凌天浩的这句话所言非虚,对于秦雨,二哥凌峰确实说过这样的话,但凌天浩却故意略掉了最重要的细节,就是关于秦雨父亲秦志方的过世。不过秦雨似乎每次提到凌峰的时候都没有任何一点印象,不管他们通话多少次,最后秦雨都会忘记凌峰这个人的存在,除了自己,其它人都在她到处充满橡皮擦的脑海里,无情的被抹掉。
秦雨笑着说这句话的时候,凌天浩费力的挤出了一个笑容。想着姐姐蓝星河的电话里要自己告知秦雨,她和凌峰的感情进展的非常顺利,而且很想念她,等两个人的婚期一定,会第一时间请她回来的观礼的这些话,却如鲠在喉,根本无法说出口了。
凌天浩抬头去看的时候,发现秦雨的身影早已停在草坪上的一片摇摆的花丛中,她正俯下身去,在花丛中摸索了半天后。非常开心的站起身来,右手上不停地晃动着红色枫叶制成的书签。凌天浩勉强的挤出一个笑容,快步跑到了秦雨的身前停下,笑着接过她递给自己的那个枫叶书签,然后望着她撒娇的向自己伸出双手,嘴上像个小孩子般无赖的向凌天浩索抱。

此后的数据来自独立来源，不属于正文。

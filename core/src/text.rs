use alloc::string::String;

const NAMED_ENTITIES: [(&str, char); 12] = [
    ("amp", '&'),
    ("lt", '<'),
    ("gt", '>'),
    ("quot", '"'),
    ("apos", '\''),
    ("nbsp", '\u{a0}'),
    ("ndash", '\u{2013}'),
    ("mdash", '\u{2014}'),
    ("lsquo", '\u{2018}'),
    ("rsquo", '\u{2019}'),
    ("ldquo", '\u{201c}'),
    ("rdquo", '\u{201d}'),
];

/// Longest entity body we try to resolve, `#x10FFFF` included.
const MAX_ENTITY_LEN: usize = 8;

/// Replaces HTML character references in clue prose. Unknown or malformed
/// references are kept verbatim.
pub fn unescape_html(text: &str) -> String {
    let mut out = String::with_capacity(text.len());
    let mut rest = text;

    while let Some(amp) = rest.find('&') {
        out.push_str(&rest[..amp]);
        rest = &rest[amp..];

        let resolved = rest[1..]
            .find(';')
            .filter(|&end| end <= MAX_ENTITY_LEN)
            .and_then(|end| Some((resolve_entity(&rest[1..1 + end])?, end)));

        match resolved {
            Some((ch, end)) => {
                out.push(ch);
                rest = &rest[end + 2..];
            }
            None => {
                out.push('&');
                rest = &rest[1..];
            }
        }
    }

    out.push_str(rest);
    out
}

fn resolve_entity(body: &str) -> Option<char> {
    if let Some(numeric) = body.strip_prefix('#') {
        let code = match numeric.strip_prefix(['x', 'X']) {
            Some(hex) => u32::from_str_radix(hex, 16).ok()?,
            None => numeric.parse().ok()?,
        };
        return char::from_u32(code);
    }

    NAMED_ENTITIES
        .iter()
        .find(|(name, _)| *name == body)
        .map(|&(_, ch)| ch)
}

#[cfg(test)]
mod tests {
    use super::*;

    #[test]
    fn named_and_numeric_references_resolve() {
        assert_eq!(unescape_html("Fish &amp; chips"), "Fish & chips");
        assert_eq!(unescape_html("&#39;60s hit"), "'60s hit");
        assert_eq!(unescape_html("caf&#xE9;"), "caf\u{e9}");
        assert_eq!(unescape_html("&lt;b&gt;"), "<b>");
    }

    #[test]
    fn unknown_references_are_kept() {
        assert_eq!(unescape_html("AT&T"), "AT&T");
        assert_eq!(unescape_html("&bogus; & more"), "&bogus; & more");
        assert_eq!(unescape_html("trailing &"), "trailing &");
    }

    #[test]
    fn plain_text_passes_through() {
        assert_eq!(unescape_html("Capital of France"), "Capital of France");
    }
}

“天浩,抱抱,我跑得好累,走不动了,你背我回去。好不好?”
“好好。背背。你这个小丫头啊,就知道撒娇。”
“我就要撒娇,怎么样?不行吗?”
“行行行,这个世界上只有你可以撒娇。因为你是我的宝贝嘛。”
“你说的哟,不许骗我,否则我可是会一辈子都缠着你的!”
“嗯,缠着缠着,不要说一辈子,最好生生世世都来缠着我。”
“嘿嘿,你说的,勾手指!赖皮的话掉鼻子!”
凌天浩只是笑而不答,无奈的摇着头。然后脚步停在秦雨身前的花丛边,双手用力将秦雨瘦弱的身体抱起来。因为这段时间的治疗和药物的副作用,秦雨现在的体重只有不到八十斤了。凌天浩抱起她的时候,甚至可以感觉到她骨架的轮廓,莫名的心酸。却只能强忍心疼,若无其事的笑着。
“你是……”
“我是米雪,我们见过的!”
“你是那个双胞胎的妹妹吗?”
“没错,我姐姐叫米荷!”
“不过,你是怎么找到我的?”
顾怀北接到管家明叔转接进来的米雪电话,显然非常吃惊,他不知道这个只有一面之缘的女孩为什么会莫名的找上自己,而她要求跟自己见面的理由又有着什么目的。此时恰巧也在顾怀北卧房里的汤智辰,正坐着沙发上,面前的透明茶几上放着一台黑色的笔记本电脑。浅黄色的鼠标旁边,还放着一个白瓷的红茶杯子。
热气腾腾的红茶雾气,像是从杯中摇曳起身的少女,扭动着腰枝,尽情跳着一曲诱惑的舞蹈。打开的黑色笔记本屏幕上,正在播放着一段外国心理学家的讲座,汤智辰听到顾怀北接到电话反常的语调,有些在意,伸出右手轻轻地敲击了一下键盘上的空格键。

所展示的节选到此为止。